Your objective: For each line of the listing that holds "config", show the full line.

====== Input records ======

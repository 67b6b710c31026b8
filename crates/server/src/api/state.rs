//! 统一的应用状态。

use anyhow::Context;
use sea_orm::DatabaseConnection;
use tokio::sync::{RwLock, RwLockWriteGuard};
use tracing::{info, warn};
use uuid::Uuid;

use crate::config::ServerConfig;
use crate::repository::UserRepository;

/// 统一的应用状态，包含所有请求共享的数据。
pub struct AppState {
    /// 数据库连接池。
    pub db: DatabaseConnection,
    /// 启动时加载的配置。
    pub config: ServerConfig,
    /// 首次安装密钥；第一个管理员创建后清空。
    setup_key: RwLock<Option<String>>,
}

impl AppState {
    /// 创建应用状态。数据库中没有任何用户时开放首次安装。
    pub async fn new(db: DatabaseConnection, config: ServerConfig) -> anyhow::Result<Self> {
        let users = UserRepository::new(&db)
            .count()
            .await
            .context("failed to count users")?;

        let setup_key = if users == 0 {
            let key = config
                .setup_key
                .clone()
                .unwrap_or_else(|| Uuid::new_v4().simple().to_string());
            warn!(setup_key = %key, "no users exist, first-run setup is open");
            Some(key)
        } else {
            info!(users, "existing users found, first-run setup disabled");
            None
        };

        Ok(Self {
            db,
            config,
            setup_key: RwLock::new(setup_key),
        })
    }

    pub async fn setup_open(&self) -> bool {
        self.setup_key.read().await.is_some()
    }

    /// 独占首次安装密钥。持有期间其他安装请求会等待，
    /// 调用方在管理员创建成功后将其置为 `None`。
    pub async fn lock_setup(&self) -> RwLockWriteGuard<'_, Option<String>> {
        self.setup_key.write().await
    }
}
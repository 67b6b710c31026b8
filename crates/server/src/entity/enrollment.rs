use sea_orm::entity::prelude::*;
use serde::{Deserialize, Serialize};

#[derive(Clone, Debug, PartialEq, Eq, DeriveEntityModel, Serialize, Deserialize)]
#[sea_orm(table_name = "enrollment")]
pub struct Model {
    #[sea_orm(primary_key, auto_increment = false)]
    pub user_id: i32,
    #[sea_orm(primary_key, auto_increment = false)]
    pub semester_id: i32,
}

#[derive(Copy, Clone, Debug, EnumIter, DeriveRelation)]
pub enum Relation {
    #[sea_orm(
        belongs_to = "super::user::Entity",
        from = "Column::UserId",
        to = "super::user::Column::Id",
        on_update = "NoAction",
        on_delete = "Cascade"
    )]
    User,
    #[sea_orm(
        belongs_to = "super::semester::Entity",
        from = "Column::SemesterId",
        to = "super::semester::Column::Id",
        on_update = "NoAction",
        on_delete = "Cascade"
    )]
    Semester,
}

impl Related<super::user::Entity> for Entity {
    fn to() -> RelationDef {
        Relation::User.def()
    }
}

impl Related<super::semester::Entity> for Entity {
    fn to() -> RelationDef {
        Relation::Semester.def()
    }
}

impl ActiveModelBehavior for ActiveModel {}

======

Completed exercise:
use crate::config::ServerConfig;
    pub config: ServerConfig,
    pub async fn new(db: DatabaseConnection, config: ServerConfig) -> anyhow::Result<Self> {
            let key = config
            config,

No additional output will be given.